A front-end readout circuit is proposed by this study, which can be applied to a magnetic scale for different product specifications. The chip has been successfully designed and fabricated via the TSMC 0.35-µm 2P4M CMOS technology. The chip area is 6.61 mm2, while the power consumption is 56 mW under a 5-V power supply. Experiment results show that the PGA successfully amplifies the MR electrode outputs of three different voltage levels, 120 mVp-p, 250 mVp-p, 330 mVp-p, to 1 mVp-p at the output with adequate precision. This is achieved primarily via auto-adjusting by an on-chip tunable feedback resistance to control the PGA gain. The chip is also validated such that the output of the differential signals is stable.

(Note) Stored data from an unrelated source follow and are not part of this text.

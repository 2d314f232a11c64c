// SPDX-License-Identifier: Apache-2.0

use secrets_proto::wire_error::{WireError, WireErrorCode};
use std::io;

/// Errors a plugin implementation built on this SDK can hit before or during
/// the engine/plugin session.
#[derive(Debug, thiserror::Error)]
pub enum Error {
	#[error("plugin was not launched by the engine (PLUGIN_LAUNCHED_BY_ENGINE_VAR is unset)")]
	MissingLaunchEnv,

	#[error("malformed PLUGIN_LAUNCHED_BY_ENGINE_VAR contents")]
	InvalidLaunchEnv(#[source] serde_json::Error),

	#[error("PLUGIN_LAUNCHED_BY_ENGINE_VAR named fd {0}, which is reserved for stdio")]
	ReservedFd(i32),

	#[error("i/o error on the engine session")]
	Io(#[from] io::Error),

	#[error("rpc error on the engine session")]
	Rpc(#[from] secrets_proto::rpc::RpcError),

	#[error("secret not found")]
	NotFound,

	#[error("{0}")]
	Other(String),
}

pub type Result<T> = std::result::Result<T, Error>;

impl From<Error> for WireError {
	fn from(value: Error) -> Self {
		match value {
			Error::NotFound => WireError::new(WireErrorCode::NotFound, "secret not found"),
			other => WireError::new(WireErrorCode::Internal, other.to_string()),
		}
	}
}
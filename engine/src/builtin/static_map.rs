// SPDX-License-Identifier: Apache-2.0

//! A builtin plugin backed by a fixed in-memory map, handed to the engine
//! at construction time. Exists for deterministic end-to-end tests and as
//! a reference shape a "static secrets" deployment could model a real
//! backend on; it is not a production secret store.

use crate::builtin::BuiltinPlugin;
use crate::envelope::Envelope;
use crate::error::{Error, ErrorKind};
use crate::id::{Identifier, Pattern};
use crate::util::redacted::Redacted;
use std::collections::BTreeMap;

pub struct StaticMapPlugin {
	name: String,
	version: String,
	secrets: BTreeMap<Identifier, Vec<u8>>,
}

impl StaticMapPlugin {
	pub fn new(secrets: BTreeMap<Identifier, Vec<u8>>) -> Self {
		StaticMapPlugin::named("static", "0.1.0", secrets)
	}

	pub fn named(name: impl Into<String>, version: impl Into<String>, secrets: BTreeMap<Identifier, Vec<u8>>) -> Self {
		StaticMapPlugin {
			name: name.into(),
			version: version.into(),
			secrets,
		}
	}
}

#[tonic::async_trait]
impl BuiltinPlugin for StaticMapPlugin {
	fn name(&self) -> &str {
		&self.name
	}

	fn version(&self) -> &str {
		&self.version
	}

	async fn get_secrets(&self, pattern: &Pattern) -> Result<Vec<Envelope>, Error> {
		let matches: Vec<Envelope> = self
			.secrets
			.iter()
			.filter(|(id, _)| pattern.matches(id))
			.map(|(id, value)| Envelope {
				id: id.string().to_owned(),
				value: Redacted::new(value.clone()),
				metadata: BTreeMap::new(),
				provider: self.name.clone(),
				version: self.version.clone(),
				created_at_unix_nanos: 0,
				resolved_at_unix_nanos: 0,
				expires_at_unix_nanos: 0,
			})
			.collect();

		if matches.is_empty() {
			return Err(Error::not_found(format!(
				"no secret in plugin '{}' matches '{}'",
				self.name,
				pattern.string()
			)));
		}
		Ok(matches)
	}
}

#[cfg(test)]
mod tests {
	use super::*;

	#[tokio::test]
	async fn matching_secret_is_returned() {
		let mut secrets = BTreeMap::new();
		secrets.insert(Identifier::must_parse("foo"), b"bar".to_vec());
		let plugin = StaticMapPlugin::named("B1", "1.0.0", secrets);

		let results = plugin
			.get_secrets(&Pattern::must_parse("**"))
			.await
			.expect("match found");
		assert_eq!(results.len(), 1);
		assert_eq!(results[0].id, "foo");
		assert_eq!(results[0].value.as_ref(), b"bar");
		assert_eq!(results[0].provider, "B1");
	}

	#[tokio::test]
	async fn no_match_is_not_found() {
		let plugin = StaticMapPlugin::new(BTreeMap::new());
		let err = plugin
			.get_secrets(&Pattern::must_parse("**"))
			.await
			.unwrap_err();
		assert_eq!(err.kind(), ErrorKind::NotFound);
	}
}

As for the designed ADC following the PGA, the measured INL is −0.79–0.95 LSB, while the DNL is −0.68–0.72 LSB. The ENOB of the 12-bit ADC experimentally reaches 10.86, while the linearity of the ADC has been achieved as ±1 LSB in the input range of 0.5–2.5 V. With the above achieved performance of the PGA and ADC, the fabricated readout chip is next connected to a digital interpolation chip for deciphering the MR reader position in realistic digits. Based on the experimental results, the displacement error is validated to be as small as other works, ±15 μm, at a distance of 10 mm in length. Finally, as compared to other similar chip designs and based on the experimental results, the present readout design offers larger precision interpolation digits at the output in a small chip area and via the relatively conventional 0.35-μm process, thus also at low cost.